Three specific aims are proposed to address the overarching hypotheses:
Specific Aim 1 : We will characterize the extent and nature of genetic sub-clones in CRCs by studying somatic genetic alterations in multiple, distinct geographic regions from each tumor used in aims 2 and 3. We will use bioinformatics tools to integrate mutations and CNV's to define genetic sub-clones within each tumor and compare sub-clones across tumors.

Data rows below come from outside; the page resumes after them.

use serde::Serialize;

use crate::flatten::stringify::to_strings;
use crate::flatten::value::{MapValue, StructValue, Value};
use crate::flatten::{FlattenError, Result, Values, to_value};

/// Export key that excludes a struct field from the output.
pub const SKIP_KEY: &str = "-";

static NIL: Value = Value::Null;

/// Flatten any serializable struct into [`Values`].
pub fn to_values<T: ?Sized + Serialize>(value: &T) -> Result<Values> {
	let value = to_value(value)?;
	flatten_value(&value)
}

/// Flatten a serializable struct straight into an encoded query string.
pub fn to_query_string<T: ?Sized + Serialize>(value: &T) -> Result<String> {
	Ok(to_values(value)?.encode())
}

/// Flatten a captured struct value into [`Values`].
///
/// The dynamic container and one level of pointer indirection are stripped
/// first; anything other than a struct then fails with
/// [`FlattenError::InvalidInputKind`]. Nested structs and maps merge their
/// keys into the parent without prefixing.
pub fn flatten_value(value: &Value) -> Result<Values> {
	match indirect(value) {
		Value::Struct(item) => struct_to_values(item),
		other => Err(FlattenError::InvalidInputKind { kind: other.kind() }),
	}
}

fn indirect(value: &Value) -> &Value {
	let value = match value {
		Value::Interface(Some(inner)) => &**inner,
		other => other,
	};
	match value {
		Value::Ptr(Some(inner)) => &**inner,
		Value::Ptr(None) | Value::Interface(None) => &NIL,
		other => other,
	}
}

fn sub_to_values(value: &Value) -> Result<Values> {
	match value {
		Value::Struct(item) => struct_to_values(item),
		Value::Map(map) => map_to_values(map),
		_ => Ok(Values::new()),
	}
}

fn struct_to_values(item: &StructValue) -> Result<Values> {
	let mut values = Values::new();
	for field in &item.fields {
		if !field.exported {
			continue;
		}
		let key = field.export_key();
		if key == SKIP_KEY {
			continue;
		}
		insert_value(&mut values, key, &field.value)?;
	}
	Ok(values)
}

fn map_to_values(map: &MapValue) -> Result<Values> {
	let mut keys = Vec::with_capacity(map.entries.len());
	for (key, _) in &map.entries {
		keys.push(map_key(key).ok_or_else(|| FlattenError::InvalidMapKeyKind { kind: key.kind() })?);
	}

	let mut values = Values::new();
	for (key, (_, value)) in keys.into_iter().zip(&map.entries) {
		insert_value(&mut values, key, value)?;
	}
	Ok(values)
}

/// String-kind keys: plain strings and string types carrying their own text.
fn map_key(key: &Value) -> Option<&str> {
	match key {
		Value::String(text) | Value::Stringer(text) => Some(text),
		_ => None,
	}
}

fn insert_value(dst: &mut Values, key: &str, value: &Value) -> Result<()> {
	match value {
		Value::Interface(inner) => insert_interface_values(dst, key, inner.as_deref()),
		Value::Struct(_) | Value::Map(_) => {
			dst.merge(sub_to_values(value)?);
			Ok(())
		}
		_ => {
			dst.append(key, to_strings(value));
			Ok(())
		}
	}
}

fn insert_interface_values(dst: &mut Values, key: &str, inner: Option<&Value>) -> Result<()> {
	match inner {
		None => {}
		Some(Value::Stringer(text)) => dst.add(key, &**text),
		Some(value @ (Value::Struct(_) | Value::Map(_))) => dst.merge(sub_to_values(value)?),
		Some(value) => dst.append(key, to_strings(value)),
	}
	Ok(())
}
use serde::ser::{self, Serialize};

use crate::flatten::markers::{INTERFACE_TOKEN, STRINGER_TOKEN};
use crate::flatten::value::{FieldValue, MapValue, StructValue, Value};
use crate::flatten::{FlattenError, Result};

/// Capture any serializable value into the runtime [`Value`] model.
///
/// Field names are the serialized names, so `#[serde(rename = "...")]`
/// declares the export key and `#[serde(skip)]` hides a field entirely.
pub fn to_value<T: ?Sized + Serialize>(value: &T) -> Result<Value> {
	value.serialize(ValueSerializer)
}

/// `serde::Serializer` producing a [`Value`] tree.
#[derive(Debug, Clone, Copy, Default)]
pub struct ValueSerializer;

impl ser::Serializer for ValueSerializer {
	type Ok = Value;
	type Error = FlattenError;

	type SerializeSeq = SerializeArray;
	type SerializeTuple = SerializeArray;
	type SerializeTupleStruct = SerializeArray;
	type SerializeTupleVariant = SerializeTupleVariant;
	type SerializeMap = SerializeMap;
	type SerializeStruct = SerializeStruct;
	type SerializeStructVariant = SerializeStructVariant;

	fn serialize_bool(self, v: bool) -> Result<Value> {
		Ok(Value::Bool(v))
	}

	fn serialize_i8(self, v: i8) -> Result<Value> {
		Ok(Value::I64(v.into()))
	}

	fn serialize_i16(self, v: i16) -> Result<Value> {
		Ok(Value::I64(v.into()))
	}

	fn serialize_i32(self, v: i32) -> Result<Value> {
		Ok(Value::I64(v.into()))
	}

	fn serialize_i64(self, v: i64) -> Result<Value> {
		Ok(Value::I64(v))
	}

	fn serialize_i128(self, v: i128) -> Result<Value> {
		Ok(Value::I128(v))
	}

	fn serialize_u8(self, v: u8) -> Result<Value> {
		Ok(Value::U64(v.into()))
	}

	fn serialize_u16(self, v: u16) -> Result<Value> {
		Ok(Value::U64(v.into()))
	}

	fn serialize_u32(self, v: u32) -> Result<Value> {
		Ok(Value::U64(v.into()))
	}

	fn serialize_u64(self, v: u64) -> Result<Value> {
		Ok(Value::U64(v))
	}

	fn serialize_u128(self, v: u128) -> Result<Value> {
		Ok(Value::U128(v))
	}

	fn serialize_f32(self, v: f32) -> Result<Value> {
		Ok(Value::F32(v))
	}

	fn serialize_f64(self, v: f64) -> Result<Value> {
		Ok(Value::F64(v))
	}

	fn serialize_char(self, v: char) -> Result<Value> {
		Ok(Value::Char(v))
	}

	fn serialize_str(self, v: &str) -> Result<Value> {
		Ok(Value::String(v.into()))
	}

	fn serialize_bytes(self, v: &[u8]) -> Result<Value> {
		Ok(Value::Array(v.iter().map(|byte| Value::U64(u64::from(*byte))).collect()))
	}

	fn serialize_none(self) -> Result<Value> {
		Ok(Value::Ptr(None))
	}

	fn serialize_some<T: ?Sized + Serialize>(self, value: &T) -> Result<Value> {
		Ok(Value::Ptr(Some(Box::new(value.serialize(self)?))))
	}

	fn serialize_unit(self) -> Result<Value> {
		Ok(Value::Null)
	}

	fn serialize_unit_struct(self, name: &'static str) -> Result<Value> {
		Ok(Value::Struct(StructValue::new(name)))
	}

	fn serialize_unit_variant(self, _name: &'static str, _variant_index: u32, variant: &'static str) -> Result<Value> {
		Ok(Value::String(variant.into()))
	}

	fn serialize_newtype_struct<T: ?Sized + Serialize>(self, name: &'static str, value: &T) -> Result<Value> {
		match name {
			INTERFACE_TOKEN => match value.serialize(self)? {
				Value::Ptr(inner) => Ok(Value::Interface(inner)),
				other => Ok(Value::Interface(Some(Box::new(other)))),
			},
			STRINGER_TOKEN => match value.serialize(self)? {
				Value::String(text) => Ok(Value::Stringer(text)),
				other => Ok(other),
			},
			_ => value.serialize(self),
		}
	}

	fn serialize_newtype_variant<T: ?Sized + Serialize>(
		self,
		_name: &'static str,
		_variant_index: u32,
		variant: &'static str,
		value: &T,
	) -> Result<Value> {
		let inner = value.serialize(self)?;
		Ok(variant_map(variant, inner))
	}

	fn serialize_seq(self, len: Option<usize>) -> Result<SerializeArray> {
		Ok(SerializeArray {
			items: Vec::with_capacity(len.unwrap_or(0)),
		})
	}

	fn serialize_tuple(self, len: usize) -> Result<SerializeArray> {
		self.serialize_seq(Some(len))
	}

	fn serialize_tuple_struct(self, _name: &'static str, len: usize) -> Result<SerializeArray> {
		self.serialize_seq(Some(len))
	}

	fn serialize_tuple_variant(self, _name: &'static str, _variant_index: u32, variant: &'static str, len: usize) -> Result<SerializeTupleVariant> {
		Ok(SerializeTupleVariant {
			variant,
			items: Vec::with_capacity(len),
		})
	}

	fn serialize_map(self, len: Option<usize>) -> Result<SerializeMap> {
		Ok(SerializeMap {
			map: MapValue {
				entries: Vec::with_capacity(len.unwrap_or(0)),
			},
			pending_key: None,
			flattened: len.is_none(),
		})
	}

	fn serialize_struct(self, name: &'static str, len: usize) -> Result<SerializeStruct> {
		Ok(SerializeStruct {
			item: struct_with_capacity(name, len),
		})
	}

	fn serialize_struct_variant(self, _name: &'static str, _variant_index: u32, variant: &'static str, len: usize) -> Result<SerializeStructVariant> {
		Ok(SerializeStructVariant {
			variant,
			item: struct_with_capacity(variant, len),
		})
	}
}

fn struct_with_capacity(name: &str, len: usize) -> StructValue {
	StructValue {
		type_name: name.into(),
		fields: Vec::with_capacity(len),
	}
}

/// Externally tagged variant payload: a one-entry map keyed by variant name.
fn variant_map(variant: &str, inner: Value) -> Value {
	Value::Map(MapValue {
		entries: vec![(Value::String(variant.into()), inner)],
	})
}

/// Sequence, tuple, and tuple-struct builder.
pub struct SerializeArray {
	items: Vec<Value>,
}

impl ser::SerializeSeq for SerializeArray {
	type Ok = Value;
	type Error = FlattenError;

	fn serialize_element<T: ?Sized + Serialize>(&mut self, value: &T) -> Result<()> {
		self.items.push(to_value(value)?);
		Ok(())
	}

	fn end(self) -> Result<Value> {
		Ok(Value::Array(self.items))
	}
}

impl ser::SerializeTuple for SerializeArray {
	type Ok = Value;
	type Error = FlattenError;

	fn serialize_element<T: ?Sized + Serialize>(&mut self, value: &T) -> Result<()> {
		ser::SerializeSeq::serialize_element(self, value)
	}

	fn end(self) -> Result<Value> {
		ser::SerializeSeq::end(self)
	}
}

impl ser::SerializeTupleStruct for SerializeArray {
	type Ok = Value;
	type Error = FlattenError;

	fn serialize_field<T: ?Sized + Serialize>(&mut self, value: &T) -> Result<()> {
		ser::SerializeSeq::serialize_element(self, value)
	}

	fn end(self) -> Result<Value> {
		ser::SerializeSeq::end(self)
	}
}

/// Tuple-variant builder.
pub struct SerializeTupleVariant {
	variant: &'static str,
	items: Vec<Value>,
}

impl ser::SerializeTupleVariant for SerializeTupleVariant {
	type Ok = Value;
	type Error = FlattenError;

	fn serialize_field<T: ?Sized + Serialize>(&mut self, value: &T) -> Result<()> {
		self.items.push(to_value(value)?);
		Ok(())
	}

	fn end(self) -> Result<Value> {
		Ok(variant_map(self.variant, Value::Array(self.items)))
	}
}

/// Map builder.
///
/// serde emits structs with `#[serde(flatten)]` fields as maps of unknown
/// length; those are rebuilt as structs so field rules still apply.
pub struct SerializeMap {
	map: MapValue,
	pending_key: Option<Value>,
	flattened: bool,
}

impl ser::SerializeMap for SerializeMap {
	type Ok = Value;
	type Error = FlattenError;

	fn serialize_key<T: ?Sized + Serialize>(&mut self, key: &T) -> Result<()> {
		self.pending_key = Some(to_value(key)?);
		Ok(())
	}

	fn serialize_value<T: ?Sized + Serialize>(&mut self, value: &T) -> Result<()> {
		let key = self.pending_key.take().ok_or_else(|| FlattenError::Capture {
			message: "map value serialized before its key".to_owned(),
		})?;
		self.map.entries.push((key, to_value(value)?));
		Ok(())
	}

	fn end(self) -> Result<Value> {
		if !self.flattened {
			return Ok(Value::Map(self.map));
		}
		let mut item = struct_with_capacity("", self.map.entries.len());
		for (key, value) in self.map.entries {
			match key {
				Value::String(name) => item.fields.push(FieldValue::new(&name, value)),
				other => return Err(FlattenError::InvalidMapKeyKind { kind: other.kind() }),
			}
		}
		Ok(Value::Struct(item))
	}
}

/// Struct builder.
pub struct SerializeStruct {
	item: StructValue,
}

impl ser::SerializeStruct for SerializeStruct {
	type Ok = Value;
	type Error = FlattenError;

	fn serialize_field<T: ?Sized + Serialize>(&mut self, key: &'static str, value: &T) -> Result<()> {
		self.item.fields.push(FieldValue::new(key, to_value(value)?));
		Ok(())
	}

	fn end(self) -> Result<Value> {
		Ok(Value::Struct(self.item))
	}
}

/// Struct-variant builder.
pub struct SerializeStructVariant {
	variant: &'static str,
	item: StructValue,
}

impl ser::SerializeStructVariant for SerializeStructVariant {
	type Ok = Value;
	type Error = FlattenError;

	fn serialize_field<T: ?Sized + Serialize>(&mut self, key: &'static str, value: &T) -> Result<()> {
		self.item.fields.push(FieldValue::new(key, to_value(value)?));
		Ok(())
	}

	fn end(self) -> Result<Value> {
		Ok(variant_map(self.variant, Value::Struct(self.item)))
	}
}
#![allow(missing_docs)]

use std::thread;

use serde::Serialize;
use vkey::flatten::{FlattenError, Interface, Kind, Stringer, Values, to_query_string, to_values};

#[derive(Serialize, Clone)]
struct Address {
	city: String,
	#[serde(rename = "zip")]
	postcode: String,
}

#[derive(Serialize, Clone)]
struct Customer {
	#[serde(rename = "n")]
	name: String,
	#[serde(rename = "Age")]
	age: u8,
	#[serde(rename = "-")]
	hidden: String,
	#[serde(skip)]
	#[allow(dead_code)]
	internal_id: u64,
	tags: Vec<String>,
	address: Address,
	billing: Interface<Address>,
	since: Interface<Stringer<u16>>,
	referrer: Option<String>,
}

fn customer() -> Customer {
	Customer {
		name: "Al".to_owned(),
		age: 30,
		hidden: "x".to_owned(),
		internal_id: 99,
		tags: vec!["a".to_owned(), "b".to_owned()],
		address: Address {
			city: "Carrot City".to_owned(),
			postcode: "12345".to_owned(),
		},
		billing: Interface::new(Address {
			city: "Lavender Town".to_owned(),
			postcode: "54321".to_owned(),
		}),
		since: Interface::new(Stringer(2019)),
		referrer: Some("friend".to_owned()),
	}
}

#[test]
fn customer_flattens_into_unprefixed_keys() {
	let values = to_values(&customer()).expect("customer flattens");

	assert_eq!(values.get("n"), Some("Al"));
	assert_eq!(values.get("Age"), Some("30"));
	assert_eq!(values.get_all("tags"), ["a", "b"]);
	assert_eq!(values.get_all("city"), ["Carrot City", "Lavender Town"]);
	assert_eq!(values.get_all("zip"), ["12345", "54321"]);
	assert_eq!(values.get("since"), Some("2019"));
	assert_eq!(values.get("referrer"), Some("friend"));
	for hidden in ["-", "hidden", "internal_id", "address", "billing", "name", "postcode"] {
		assert!(!values.contains_key(hidden), "unexpected key {hidden}");
	}
}

#[test]
fn customer_encodes_sorted_query_string() {
	let query = to_query_string(&customer()).expect("customer encodes");
	assert_eq!(
		query,
		"Age=30&city=Carrot+City&city=Lavender+Town&n=Al&referrer=friend&since=2019&tags=a&tags=b&zip=12345&zip=54321"
	);
}

#[test]
fn bare_scalars_are_rejected() {
	assert_eq!(to_values(&7_i32).expect_err("int rejected"), FlattenError::InvalidInputKind { kind: Kind::Int });
	assert_eq!(
		to_values(&vec![1_u8]).expect_err("vec rejected"),
		FlattenError::InvalidInputKind { kind: Kind::Array }
	);
}

#[test]
fn flattening_runs_concurrently_on_independent_inputs() {
	let handles: Vec<_> = (0..4_u8)
		.map(|age| {
			let mut input = customer();
			input.age = age;
			thread::spawn(move || to_values(&input))
		})
		.collect();

	let results: Vec<Values> = handles
		.into_iter()
		.map(|handle| handle.join().expect("thread joins").expect("customer flattens"))
		.collect();
	for (age, values) in results.iter().enumerate() {
		assert_eq!(values.get("Age"), Some(age.to_string().as_str()));
	}
}
#![allow(missing_docs)]

use std::path::PathBuf;

use clap::{ArgAction, Parser, Subcommand};
use tracing_subscriber::EnvFilter;

mod cmd;

#[derive(Parser)]
#[command(name = "vkey", about = "Flatten JSON documents into query-string key/value pairs")]
struct Cli {
	/// Raise diagnostic verbosity (repeatable).
	#[arg(short, long, action = ArgAction::Count, global = true)]
	verbose: u8,
	#[command(subcommand)]
	command: Commands,
}

#[derive(Subcommand)]
enum Commands {
	Flatten {
		/// JSON document to read; stdin when absent or `-`.
		path: Option<PathBuf>,
		#[arg(long, value_enum, default_value_t = cmd::flatten::OutputFormat::Query)]
		format: cmd::flatten::OutputFormat,
		/// Print only the values stored under this key, one per line.
		#[arg(long, conflicts_with = "format")]
		key: Option<String>,
	},
}

fn main() {
	let cli = Cli::parse();
	init_tracing(cli.verbose);

	if let Err(err) = run(cli.command) {
		eprintln!("error: {err}");
		std::process::exit(1);
	}
}

fn run(command: Commands) -> cmd::Result<()> {
	match command {
		Commands::Flatten { path, format, key } => cmd::flatten::run(path, format, key),
	}
}

fn init_tracing(verbose: u8) {
	let default_level = match verbose {
		0 => "warn",
		1 => "info",
		2 => "debug",
		_ => "trace",
	};
	let filter = EnvFilter::try_from_default_env().unwrap_or_else(|_| EnvFilter::new(default_level));
	tracing_subscriber::fmt().with_env_filter(filter).with_writer(std::io::stderr).with_target(false).init();
}
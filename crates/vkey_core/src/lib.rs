//! Flatten structs and maps into query-string style `key -> [values]` collections.

/// Value model, serde capture, and the recursive flattener.
pub mod flatten;
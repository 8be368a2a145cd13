use crate::flatten::Values;

#[test]
fn add_appends_under_existing_key() {
	let mut values = Values::new();
	values.add("tag", "a");
	values.add("tag", "b");
	assert_eq!(values.get("tag"), Some("a"));
	assert_eq!(values.get_all("tag"), ["a", "b"]);
	assert_eq!(values.len(), 1);
}

#[test]
fn set_replaces_and_remove_drops() {
	let mut values: Values = [("k", "1"), ("k", "2")].into_iter().collect();
	values.set("k", "3");
	assert_eq!(values.get_all("k"), ["3"]);
	assert_eq!(values.remove("k"), Some(vec!["3".to_owned()]));
	assert!(!values.contains_key("k"));
	assert!(values.get_all("k").is_empty());
	assert_eq!(values.get("k"), None);
}

#[test]
fn append_with_no_values_still_creates_key() {
	let mut values = Values::new();
	values.append("empty", Vec::new());
	assert!(values.contains_key("empty"));
	assert!(values.get_all("empty").is_empty());
	assert_eq!(values.encode(), "");
}

#[test]
fn merge_appends_per_key() {
	let mut left: Values = [("x", "1"), ("y", "2")].into_iter().collect();
	let right: Values = [("x", "3"), ("z", "4")].into_iter().collect();
	left.merge(right);
	assert_eq!(left.get_all("x"), ["1", "3"]);
	assert_eq!(left.get_all("y"), ["2"]);
	assert_eq!(left.get_all("z"), ["4"]);
}

#[test]
fn encode_sorts_keys_and_escapes() {
	let values: Values = [("q", "a b&c"), ("Age", "30"), ("q", "é")].into_iter().collect();
	assert_eq!(values.encode(), "Age=30&q=a+b%26c&q=%C3%A9");
	assert_eq!(values.to_string(), values.encode());
}

#[test]
fn serializes_as_sorted_json_object() {
	let values: Values = [("b", "2"), ("a", "1"), ("a", "0")].into_iter().collect();
	let json = serde_json::to_string(&values).expect("values serialize");
	assert_eq!(json, r#"{"a":["1","0"],"b":["2"]}"#);
}

#[test]
fn iter_visits_every_key() {
	let values: Values = [("a", "1"), ("b", "2")].into_iter().collect();
	let mut keys: Vec<&str> = values.keys().collect();
	keys.sort_unstable();
	assert_eq!(keys, ["a", "b"]);
	assert_eq!(values.iter().map(|(_, items)| items.len()).sum::<usize>(), 2);
	assert_eq!(values.into_inner().len(), 2);
}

Specific Aim 2 : To compare sub-clones in primary CRC's to those in patient-matched LN metastases in 20 patients with the goal of defining the role of sub-clonal populations in metastatic progression. The questions we propose to answer are these: 1. Are the sub-clones that metastasize to the LNs from the majority or minority clones in the primary tumor? 2. Are individual LN metastasis made up of single or multiple sub-clones? 3. When there are multiple LN metastasis in an individual patient, are they derived from the same sub-clone from the primary tumor or multiple different sub-clones? Specific Aim 3A: To assess relationships between the sub-clones in the tumor and the response of rectal cancer patients to pre-operative chemotherapy and radiation, by analyzing 40 matched primary rectal cancers before and after treatment. We hypothesize that some rectal cancer sub- clones are sensitive and others resistant to chemo- and radiation therapy.
Aim 3 B: In parallel, we will create xenograft models of 20 of the rectal cancers and assess whether they mimic the response to standard chemotherapy and radiation seen in the matched patients. This proposal will utilize innovative sequencing and bioinformatics techniques along with patient samples and clinical information. Ultimately, greater understanding of the genetic mechanisms underlying CRC progression and response to treatment will allow novel, targeted therapies to be proposed and tested. This project, the multidisciplinary mentorship team, and educational plan will prepare the candidate to be a fully independent investigator in the field of colorectal cancer genetics.
This project will characterize the extent and nature of intra-tumor genetic heterogeneity in colorectal cancer and explore the role of genetic sub-clones in lymph node metastasis and response to pre-operative therapy. The results will expand our understanding of the genetics of colorectal cancer and inform future translational studies to improve targeted therapy for patients.